**Directions:** Return each line below holding the string "addrs".

===

//! The reconciliation engine.
//!
//! This module holds the core of the system: route add/change/delete, the
//! two-axis (resolved, stable) state machine, the resource-constrained
//! allocation policy with its degraded fallback tier, and the periodic
//! optimizers that merge duplicate containers and re-attempt full
//! resolution as capacity frees up.

mod engine;
mod policy;
mod snapshot;

pub use engine::{
    ChashError, ChashOrchConfig, ChashOrchStats, ConsistentHashOrch, ResolvedState, StableState,
};
pub use snapshot::{ChashSnapshot, ContainerView, GroupView, PoolView, RouteView};
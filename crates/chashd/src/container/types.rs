//! Desired container types.
//!
//! A desired container is the content-identified unit of deduplication:
//! every route wanting one particular next-hop set shares the container for
//! that set, and the container owns at most one hardware group realizing
//! it. Containers live in an arena keyed by [`DcId`] and refer to each
//! other (parent/child sharing shortcut) only by handle, so tearing one
//! down can never leave a dangling owning reference.

use chash_pool::ActualGroup;
use chash_types::Nexthop;
use log::error;
use serde::Serialize;
use std::collections::BTreeSet;
use std::fmt;

/// Stable arena handle for a desired container.
#[derive(Debug, Clone, Copy, PartialEq, Eq, PartialOrd, Ord, Hash, Serialize)]
#[serde(transparent)]
pub struct DcId(pub u64);

impl fmt::Display for DcId {
    fn fmt(&self, f: &mut fmt::Formatter<'_>) -> fmt::Result {
        write!(f, "dc:{}", self.0)
    }
}

/// Resolution state of a single container.
#[derive(Debug, Clone, Copy, PartialEq, Eq, Serialize)]
pub enum ContainerState {
    /// The owned group contains exactly the desired next-hop set.
    Resolved,
    /// The owned group is a degraded fallback (a strict subset).
    Partial,
    /// No group could be allocated; routes on this container are not
    /// programmed.
    Failed,
    /// The admin mode changed; the group must be re-derived under the new
    /// cost model.
    Reallocate,
}

impl fmt::Display for ContainerState {
    fn fmt(&self, f: &mut fmt::Formatter<'_>) -> fmt::Result {
        let s = match self {
            ContainerState::Resolved => "resolved",
            ContainerState::Partial => "partial",
            ContainerState::Failed => "failed",
            ContainerState::Reallocate => "reallocate",
        };
        write!(f, "{}", s)
    }
}

/// The deduplicated intent for one next-hop set.
///
/// The next-hop set is fixed for the container's lifetime; a route whose
/// set changes moves to a different container. A new container starts in
/// [`ContainerState::Failed`] (no group yet); allocation upgrades it.
#[derive(Debug, Clone)]
pub struct DesiredContainer {
    id: DcId,
    nhset: BTreeSet<Nexthop>,
    ref_count: u32,
    state: ContainerState,
    group: Option<ActualGroup>,
    parent: Option<DcId>,
    children: BTreeSet<DcId>,
}

impl DesiredContainer {
    /// Creates a container for the given next-hop set, with no referrers
    /// and no group.
    pub fn new(id: DcId, nhset: BTreeSet<Nexthop>) -> Self {
        Self {
            id,
            nhset,
            ref_count: 0,
            state: ContainerState::Failed,
            group: None,
            parent: None,
            children: BTreeSet::new(),
        }
    }

    /// Returns the container's arena handle.
    pub fn id(&self) -> DcId {
        self.id
    }

    /// Returns the desired next-hop set.
    pub fn nhset(&self) -> &BTreeSet<Nexthop> {
        &self.nhset
    }

    /// Returns the number of routes currently attached.
    pub fn ref_count(&self) -> u32 {
        self.ref_count
    }

    /// Attaches one more route; returns the new count.
    pub fn acquire(&mut self) -> u32 {
        self.ref_count += 1;
        self.ref_count
    }

    /// Detaches one route; returns the new count.
    ///
    /// Underflow means a bookkeeping bug elsewhere; it is logged and the
    /// count pinned at zero rather than wrapping.
    pub fn release(&mut self) -> u32 {
        if self.ref_count == 0 {
            error!("container {}: ref count underflow", self.id);
            return 0;
        }
        self.ref_count -= 1;
        self.ref_count
    }

    /// Returns the container's resolution state.
    pub fn state(&self) -> ContainerState {
        self.state
    }

    /// Sets the container's resolution state.
    pub fn set_state(&mut self, state: ContainerState) {
        self.state = state;
    }

    /// Returns the owned group, if any.
    pub fn group(&self) -> Option<&ActualGroup> {
        self.group.as_ref()
    }

    /// Installs the owned group. The previous group, if any, must have been
    /// taken out first.
    pub fn set_group(&mut self, group: ActualGroup) {
        debug_assert!(self.group.is_none(), "container {} already owns a group", self.id);
        self.group = Some(group);
    }

    /// Takes the owned group out of the container.
    pub fn take_group(&mut self) -> Option<ActualGroup> {
        self.group.take()
    }

    /// Returns the parent container handle, if linked.
    pub fn parent(&self) -> Option<DcId> {
        self.parent
    }

    /// Links this container under a parent.
    pub fn set_parent(&mut self, parent: DcId) {
        self.parent = Some(parent);
    }

    /// Drops the parent link.
    pub fn clear_parent(&mut self) {
        self.parent = None;
    }

    /// Returns the child container handles.
    pub fn children(&self) -> &BTreeSet<DcId> {
        &self.children
    }

    /// Adds a child link.
    pub fn add_child(&mut self, child: DcId) {
        self.children.insert(child);
    }

    /// Removes a child link.
    pub fn remove_child(&mut self, child: DcId) {
        self.children.remove(&child);
    }

    /// Drops all child links.
    pub fn clear_children(&mut self) {
        self.children.clear();
    }
}

impl fmt::Display for DesiredContainer {
    fn fmt(&self, f: &mut fmt::Formatter<'_>) -> fmt::Result {
        let nexthops: Vec<_> = self.nhset.iter().map(|nh| nh.to_string()).collect();
        write!(
            f,
            "{} [{}] refs={} {}",
            self.id,
            nexthops.join(","),
            self.ref_count,
            self.state,
        )
    }
}

#[cfg(test)]
mod tests {
    use super::*;
    use pretty_assertions::assert_eq;

    fn nhset(addrs: &[&str]) -> BTreeSet<Nexthop> {
        addrs.iter().map(|a| a.parse().unwrap()).collect()
    }

    #[test]
    fn test_ref_counting() {
        let mut dc = DesiredContainer::new(DcId(1), nhset(&["10.0.0.1"]));
        assert_eq!(dc.ref_count(), 0);

        assert_eq!(dc.acquire(), 1);
        assert_eq!(dc.acquire(), 2);
        assert_eq!(dc.release(), 1);
        assert_eq!(dc.release(), 0);
    }

    #[test]
    fn test_release_underflow_is_pinned() {
        let mut dc = DesiredContainer::new(DcId(1), nhset(&["10.0.0.1"]));
        assert_eq!(dc.release(), 0);
        assert_eq!(dc.ref_count(), 0);
    }

    #[test]
    fn test_new_container_has_no_group() {
        let dc = DesiredContainer::new(DcId(1), nhset(&["10.0.0.1", "10.0.0.2"]));
        assert_eq!(dc.state(), ContainerState::Failed);
        assert!(dc.group().is_none());
        assert!(dc.parent().is_none());
        assert!(dc.children().is_empty());
    }

    #[test]
    fn test_parent_child_links() {
        let mut parent = DesiredContainer::new(DcId(1), nhset(&["10.0.0.1"]));
        let mut child = DesiredContainer::new(DcId(2), nhset(&["10.0.0.2"]));

        parent.add_child(child.id());
        child.set_parent(parent.id());

        assert!(parent.children().contains(&DcId(2)));
        assert_eq!(child.parent(), Some(DcId(1)));

        parent.remove_child(child.id());
        child.clear_parent();

        assert!(parent.children().is_empty());
        assert_eq!(child.parent(), None);
    }
}
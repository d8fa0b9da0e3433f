//! Pool value types: group identifiers, cost model, group records.

use chash_types::Nexthop;
use serde::Serialize;
use std::collections::BTreeSet;
use std::fmt;

/// Opaque identifier of a hardware group slot.
#[derive(Debug, Clone, Copy, PartialEq, Eq, PartialOrd, Ord, Hash, Serialize)]
#[serde(transparent)]
pub struct GroupId(pub u64);

impl fmt::Display for GroupId {
    fn fmt(&self, f: &mut fmt::Formatter<'_>) -> fmt::Result {
        write!(f, "grp:{:#x}", self.0)
    }
}

/// Cost model for group allocation.
///
/// A consistent-hash group occupies a fixed-size bucket table regardless of
/// member count; a plain group is charged per member and must be re-created
/// to change membership.
#[derive(Debug, Clone, Copy)]
pub struct CostModel {
    /// Flat cost of a consistent-hash group.
    pub consistent_cost: u64,
    /// Cost per member of a plain group.
    pub member_cost: u64,
}

impl Default for CostModel {
    fn default() -> Self {
        Self {
            consistent_cost: 64,
            member_cost: 1,
        }
    }
}

impl CostModel {
    /// Returns the cost of a group with the given member count and mode.
    pub fn group_cost(&self, member_count: usize, consistent: bool) -> u64 {
        if consistent {
            self.consistent_cost
        } else {
            self.member_cost * member_count as u64
        }
    }
}

/// Configuration for a [`crate::ResourcePool`].
#[derive(Debug, Clone)]
pub struct PoolConfig {
    /// Total resource budget in abstract units.
    pub capacity: u64,
    /// Cost model for group allocation.
    pub cost_model: CostModel,
}

impl Default for PoolConfig {
    fn default() -> Self {
        Self {
            capacity: 1024,
            cost_model: CostModel::default(),
        }
    }
}

/// A live hardware group.
///
/// Group records are created and destroyed only through the pool, which
/// tracks the cost charged for each one. The record is owned by whichever
/// desired container the group realizes; deleting it hands the record back
/// to the pool by value, so a group cannot be freed twice.
#[derive(Debug, Clone, PartialEq, Eq)]
pub struct ActualGroup {
    id: GroupId,
    members: BTreeSet<Nexthop>,
    consistent: bool,
    resolved: bool,
}

impl ActualGroup {
    pub(crate) fn new(id: GroupId, members: BTreeSet<Nexthop>, consistent: bool) -> Self {
        Self {
            id,
            members,
            consistent,
            resolved: true,
        }
    }

    /// Returns the group's hardware identifier.
    pub fn id(&self) -> GroupId {
        self.id
    }

    /// Returns the member set actually programmed.
    pub fn members(&self) -> &BTreeSet<Nexthop> {
        &self.members
    }

    /// Returns true if this is a consistent-hash group.
    pub fn is_consistent(&self) -> bool {
        self.consistent
    }

    /// Returns true if the group contains exactly the desired member set.
    pub fn is_resolved(&self) -> bool {
        self.resolved
    }

    /// Marks the group as a degraded fallback (fewer members than desired).
    pub fn mark_unresolved(&mut self) {
        self.resolved = false;
    }

    pub(crate) fn set_members(&mut self, members: BTreeSet<Nexthop>) {
        self.members = members;
    }
}

impl fmt::Display for ActualGroup {
    fn fmt(&self, f: &mut fmt::Formatter<'_>) -> fmt::Result {
        let members: Vec<_> = self.members.iter().map(|nh| nh.to_string()).collect();
        write!(
            f,
            "{} [{}]{}{}",
            self.id,
            members.join(","),
            if self.consistent { " consistent" } else { "" },
            if self.resolved { "" } else { " degraded" },
        )
    }
}

#[cfg(test)]
mod tests {
    use super::*;

    #[test]
    fn test_group_cost() {
        let model = CostModel {
            consistent_cost: 5,
            member_cost: 1,
        };
        assert_eq!(model.group_cost(3, true), 5);
        assert_eq!(model.group_cost(3, false), 3);
        assert_eq!(model.group_cost(0, false), 0);
    }

    #[test]
    fn test_group_id_display() {
        assert_eq!(GroupId(0x2a).to_string(), "grp:0x2a");
    }
}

===

**Finished task:**
    fn nhset(addrs: &[&str]) -> BTreeSet<Nexthop> {
        addrs.iter().map(|a| a.parse().unwrap()).collect()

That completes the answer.